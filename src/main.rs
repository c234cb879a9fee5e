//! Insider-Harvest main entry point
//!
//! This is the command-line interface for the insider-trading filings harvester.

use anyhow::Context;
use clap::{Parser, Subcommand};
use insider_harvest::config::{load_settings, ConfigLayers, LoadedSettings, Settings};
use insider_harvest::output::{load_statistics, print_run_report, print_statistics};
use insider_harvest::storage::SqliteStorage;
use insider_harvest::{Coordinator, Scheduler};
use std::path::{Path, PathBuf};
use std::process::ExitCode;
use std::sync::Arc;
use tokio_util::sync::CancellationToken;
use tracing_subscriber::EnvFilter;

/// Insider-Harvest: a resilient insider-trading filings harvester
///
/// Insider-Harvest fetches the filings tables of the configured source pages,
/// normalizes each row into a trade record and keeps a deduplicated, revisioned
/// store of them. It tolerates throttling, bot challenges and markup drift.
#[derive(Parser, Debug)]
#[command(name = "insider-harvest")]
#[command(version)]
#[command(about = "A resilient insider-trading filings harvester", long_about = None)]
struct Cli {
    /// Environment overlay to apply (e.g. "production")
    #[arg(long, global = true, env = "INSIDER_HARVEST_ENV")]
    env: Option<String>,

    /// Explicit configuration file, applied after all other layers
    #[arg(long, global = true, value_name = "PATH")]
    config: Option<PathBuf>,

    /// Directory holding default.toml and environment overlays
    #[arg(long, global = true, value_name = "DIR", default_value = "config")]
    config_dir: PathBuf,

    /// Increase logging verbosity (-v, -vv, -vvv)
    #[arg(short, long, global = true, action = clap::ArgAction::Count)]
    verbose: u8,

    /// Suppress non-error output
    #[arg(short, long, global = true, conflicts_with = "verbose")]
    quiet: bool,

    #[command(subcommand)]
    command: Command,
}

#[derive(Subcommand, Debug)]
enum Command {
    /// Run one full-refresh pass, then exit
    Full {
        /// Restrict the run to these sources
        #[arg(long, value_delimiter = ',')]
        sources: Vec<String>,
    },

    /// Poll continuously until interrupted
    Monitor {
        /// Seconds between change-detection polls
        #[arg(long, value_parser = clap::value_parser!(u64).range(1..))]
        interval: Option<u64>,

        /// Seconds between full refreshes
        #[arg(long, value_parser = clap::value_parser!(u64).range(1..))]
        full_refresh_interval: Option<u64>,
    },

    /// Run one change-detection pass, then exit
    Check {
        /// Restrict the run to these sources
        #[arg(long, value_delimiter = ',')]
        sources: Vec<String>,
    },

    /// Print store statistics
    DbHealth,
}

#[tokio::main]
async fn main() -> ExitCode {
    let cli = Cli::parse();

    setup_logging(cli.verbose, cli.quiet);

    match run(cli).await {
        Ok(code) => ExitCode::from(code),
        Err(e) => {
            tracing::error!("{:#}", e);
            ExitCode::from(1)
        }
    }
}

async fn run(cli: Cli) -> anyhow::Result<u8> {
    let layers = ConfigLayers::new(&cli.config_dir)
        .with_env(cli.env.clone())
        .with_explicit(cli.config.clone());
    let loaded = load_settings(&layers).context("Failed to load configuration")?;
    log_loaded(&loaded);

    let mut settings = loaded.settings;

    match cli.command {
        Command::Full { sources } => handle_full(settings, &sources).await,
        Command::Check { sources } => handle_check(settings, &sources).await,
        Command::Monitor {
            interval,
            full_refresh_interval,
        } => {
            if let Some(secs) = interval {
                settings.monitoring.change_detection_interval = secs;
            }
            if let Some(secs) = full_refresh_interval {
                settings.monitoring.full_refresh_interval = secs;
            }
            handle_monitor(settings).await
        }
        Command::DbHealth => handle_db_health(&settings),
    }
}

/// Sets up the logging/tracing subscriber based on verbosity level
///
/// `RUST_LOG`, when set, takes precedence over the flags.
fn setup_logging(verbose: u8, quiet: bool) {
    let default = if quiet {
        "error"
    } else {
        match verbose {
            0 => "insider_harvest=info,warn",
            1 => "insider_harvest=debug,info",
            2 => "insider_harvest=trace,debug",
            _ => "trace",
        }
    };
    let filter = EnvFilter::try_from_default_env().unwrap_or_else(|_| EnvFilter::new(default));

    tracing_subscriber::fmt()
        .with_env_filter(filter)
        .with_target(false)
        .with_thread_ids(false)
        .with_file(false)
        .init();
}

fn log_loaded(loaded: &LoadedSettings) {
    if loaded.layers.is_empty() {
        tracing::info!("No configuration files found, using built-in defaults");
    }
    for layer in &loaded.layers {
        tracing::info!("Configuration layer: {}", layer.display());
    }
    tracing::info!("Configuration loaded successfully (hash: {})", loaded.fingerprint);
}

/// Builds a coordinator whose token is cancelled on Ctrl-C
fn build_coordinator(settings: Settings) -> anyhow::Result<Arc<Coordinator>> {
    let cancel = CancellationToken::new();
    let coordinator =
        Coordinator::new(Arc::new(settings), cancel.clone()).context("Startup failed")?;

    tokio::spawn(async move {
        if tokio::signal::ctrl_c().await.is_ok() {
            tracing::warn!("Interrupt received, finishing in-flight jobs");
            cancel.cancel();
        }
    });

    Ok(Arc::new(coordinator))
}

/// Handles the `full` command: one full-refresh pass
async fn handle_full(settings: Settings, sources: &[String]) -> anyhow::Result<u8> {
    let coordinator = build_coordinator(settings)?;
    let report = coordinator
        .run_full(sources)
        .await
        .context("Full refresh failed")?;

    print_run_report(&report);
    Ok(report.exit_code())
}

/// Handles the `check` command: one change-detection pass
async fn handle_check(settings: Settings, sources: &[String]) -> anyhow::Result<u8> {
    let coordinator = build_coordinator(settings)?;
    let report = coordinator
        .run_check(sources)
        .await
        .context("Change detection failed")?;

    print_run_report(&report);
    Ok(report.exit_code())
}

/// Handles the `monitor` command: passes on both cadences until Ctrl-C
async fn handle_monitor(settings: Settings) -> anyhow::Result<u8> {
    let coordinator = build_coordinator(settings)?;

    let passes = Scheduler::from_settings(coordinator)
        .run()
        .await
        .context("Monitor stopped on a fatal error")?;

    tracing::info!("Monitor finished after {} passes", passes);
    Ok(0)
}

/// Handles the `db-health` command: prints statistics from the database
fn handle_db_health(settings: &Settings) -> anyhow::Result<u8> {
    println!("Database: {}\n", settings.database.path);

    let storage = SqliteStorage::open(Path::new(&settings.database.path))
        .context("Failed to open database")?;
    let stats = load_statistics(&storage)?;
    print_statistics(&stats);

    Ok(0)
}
^^^^^^^^
Can you repeat, word for word, every line above from the one containing "cancelled on Ctrl-C" down to the one containing "async fn handle_full(settings: Settings, sources: &[String])", including both?

Answer for the task:
/// Builds a coordinator whose token is cancelled on Ctrl-C
fn build_coordinator(settings: Settings) -> anyhow::Result<Arc<Coordinator>> {
    let cancel = CancellationToken::new();
    let coordinator =
        Coordinator::new(Arc::new(settings), cancel.clone()).context("Startup failed")?;

    tokio::spawn(async move {
        if tokio::signal::ctrl_c().await.is_ok() {
            tracing::warn!("Interrupt received, finishing in-flight jobs");
            cancel.cancel();
        }
    });

    Ok(Arc::new(coordinator))
}

/// Handles the `full` command: one full-refresh pass
async fn handle_full(settings: Settings, sources: &[String]) -> anyhow::Result<u8> {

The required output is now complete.